* Exercise aim
Show all the lines in the data below that include the word "MemSize".

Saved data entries
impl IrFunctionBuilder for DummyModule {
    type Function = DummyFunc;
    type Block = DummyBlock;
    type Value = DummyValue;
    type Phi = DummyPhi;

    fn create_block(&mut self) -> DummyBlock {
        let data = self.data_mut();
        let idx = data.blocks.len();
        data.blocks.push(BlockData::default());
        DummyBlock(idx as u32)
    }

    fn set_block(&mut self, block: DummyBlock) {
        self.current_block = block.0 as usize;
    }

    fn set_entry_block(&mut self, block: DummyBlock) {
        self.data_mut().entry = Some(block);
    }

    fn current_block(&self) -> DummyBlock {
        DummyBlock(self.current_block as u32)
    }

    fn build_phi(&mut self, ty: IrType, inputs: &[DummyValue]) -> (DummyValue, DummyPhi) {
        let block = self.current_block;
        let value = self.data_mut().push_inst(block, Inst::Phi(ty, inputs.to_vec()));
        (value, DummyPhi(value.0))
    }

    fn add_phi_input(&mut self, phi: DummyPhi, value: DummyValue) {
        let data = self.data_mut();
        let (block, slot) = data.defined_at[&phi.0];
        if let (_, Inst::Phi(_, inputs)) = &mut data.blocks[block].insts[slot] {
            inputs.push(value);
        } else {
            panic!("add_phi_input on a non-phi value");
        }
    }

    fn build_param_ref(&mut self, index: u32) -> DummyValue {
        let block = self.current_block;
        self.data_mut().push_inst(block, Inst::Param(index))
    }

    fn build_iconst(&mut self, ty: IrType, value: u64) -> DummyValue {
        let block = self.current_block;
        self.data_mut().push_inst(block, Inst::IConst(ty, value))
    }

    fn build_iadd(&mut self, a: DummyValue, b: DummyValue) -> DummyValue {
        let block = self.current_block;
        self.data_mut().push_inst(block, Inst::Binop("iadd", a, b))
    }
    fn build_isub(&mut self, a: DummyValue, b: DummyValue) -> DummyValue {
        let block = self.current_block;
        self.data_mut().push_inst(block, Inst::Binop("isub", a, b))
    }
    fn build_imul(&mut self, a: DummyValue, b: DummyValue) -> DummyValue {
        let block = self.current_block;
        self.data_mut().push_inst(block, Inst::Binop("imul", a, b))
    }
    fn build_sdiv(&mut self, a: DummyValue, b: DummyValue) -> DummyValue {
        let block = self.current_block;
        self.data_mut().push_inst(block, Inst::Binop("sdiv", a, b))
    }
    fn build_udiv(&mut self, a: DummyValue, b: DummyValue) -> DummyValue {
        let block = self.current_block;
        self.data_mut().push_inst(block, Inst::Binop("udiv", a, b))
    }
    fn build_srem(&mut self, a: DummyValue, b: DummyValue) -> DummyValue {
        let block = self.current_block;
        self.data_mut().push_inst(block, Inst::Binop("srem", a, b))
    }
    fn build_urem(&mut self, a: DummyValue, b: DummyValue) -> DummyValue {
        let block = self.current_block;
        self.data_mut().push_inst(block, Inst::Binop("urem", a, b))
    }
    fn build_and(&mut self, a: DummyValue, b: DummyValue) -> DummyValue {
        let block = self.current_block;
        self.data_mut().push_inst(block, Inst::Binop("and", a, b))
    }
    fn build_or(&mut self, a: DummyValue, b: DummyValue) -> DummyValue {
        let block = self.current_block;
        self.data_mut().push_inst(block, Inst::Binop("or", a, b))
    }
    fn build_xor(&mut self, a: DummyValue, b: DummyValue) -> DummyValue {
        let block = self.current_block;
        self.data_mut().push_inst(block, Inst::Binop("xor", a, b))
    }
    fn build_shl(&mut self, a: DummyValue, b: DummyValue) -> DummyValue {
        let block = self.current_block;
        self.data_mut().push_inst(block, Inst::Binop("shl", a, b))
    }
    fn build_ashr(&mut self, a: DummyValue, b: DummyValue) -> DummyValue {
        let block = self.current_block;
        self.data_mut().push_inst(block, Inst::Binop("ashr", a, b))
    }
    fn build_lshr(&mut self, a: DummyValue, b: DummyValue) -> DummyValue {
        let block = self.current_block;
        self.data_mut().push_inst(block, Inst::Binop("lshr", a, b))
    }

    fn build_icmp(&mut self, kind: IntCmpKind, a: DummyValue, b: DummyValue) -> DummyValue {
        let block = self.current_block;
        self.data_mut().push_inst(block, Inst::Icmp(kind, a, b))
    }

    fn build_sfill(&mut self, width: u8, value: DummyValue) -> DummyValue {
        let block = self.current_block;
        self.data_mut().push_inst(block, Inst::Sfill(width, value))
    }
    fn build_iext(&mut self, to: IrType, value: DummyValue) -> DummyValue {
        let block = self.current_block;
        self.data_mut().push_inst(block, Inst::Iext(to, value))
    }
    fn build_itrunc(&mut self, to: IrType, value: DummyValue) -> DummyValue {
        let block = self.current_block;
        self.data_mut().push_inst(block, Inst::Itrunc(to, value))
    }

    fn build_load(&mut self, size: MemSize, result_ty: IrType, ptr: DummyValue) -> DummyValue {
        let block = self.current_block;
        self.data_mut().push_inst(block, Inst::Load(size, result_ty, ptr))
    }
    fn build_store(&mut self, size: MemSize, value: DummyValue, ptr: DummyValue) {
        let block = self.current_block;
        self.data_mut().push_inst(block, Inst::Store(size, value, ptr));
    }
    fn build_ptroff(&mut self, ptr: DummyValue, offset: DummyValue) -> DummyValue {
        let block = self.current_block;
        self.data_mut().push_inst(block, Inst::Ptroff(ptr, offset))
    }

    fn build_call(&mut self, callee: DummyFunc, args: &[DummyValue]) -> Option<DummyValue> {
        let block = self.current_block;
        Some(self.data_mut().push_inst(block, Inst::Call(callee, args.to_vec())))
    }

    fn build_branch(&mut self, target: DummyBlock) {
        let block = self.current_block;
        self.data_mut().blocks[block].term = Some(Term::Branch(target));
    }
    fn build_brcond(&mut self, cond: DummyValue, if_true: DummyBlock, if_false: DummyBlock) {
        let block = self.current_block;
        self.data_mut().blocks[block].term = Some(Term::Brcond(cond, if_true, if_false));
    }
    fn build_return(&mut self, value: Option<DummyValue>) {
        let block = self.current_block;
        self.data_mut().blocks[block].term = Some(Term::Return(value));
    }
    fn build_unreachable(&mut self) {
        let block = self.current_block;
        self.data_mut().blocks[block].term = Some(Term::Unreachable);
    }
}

* The answer
    fn build_load(&mut self, size: MemSize, result_ty: IrType, ptr: DummyValue) -> DummyValue {
    fn build_store(&mut self, size: MemSize, value: DummyValue, ptr: DummyValue) {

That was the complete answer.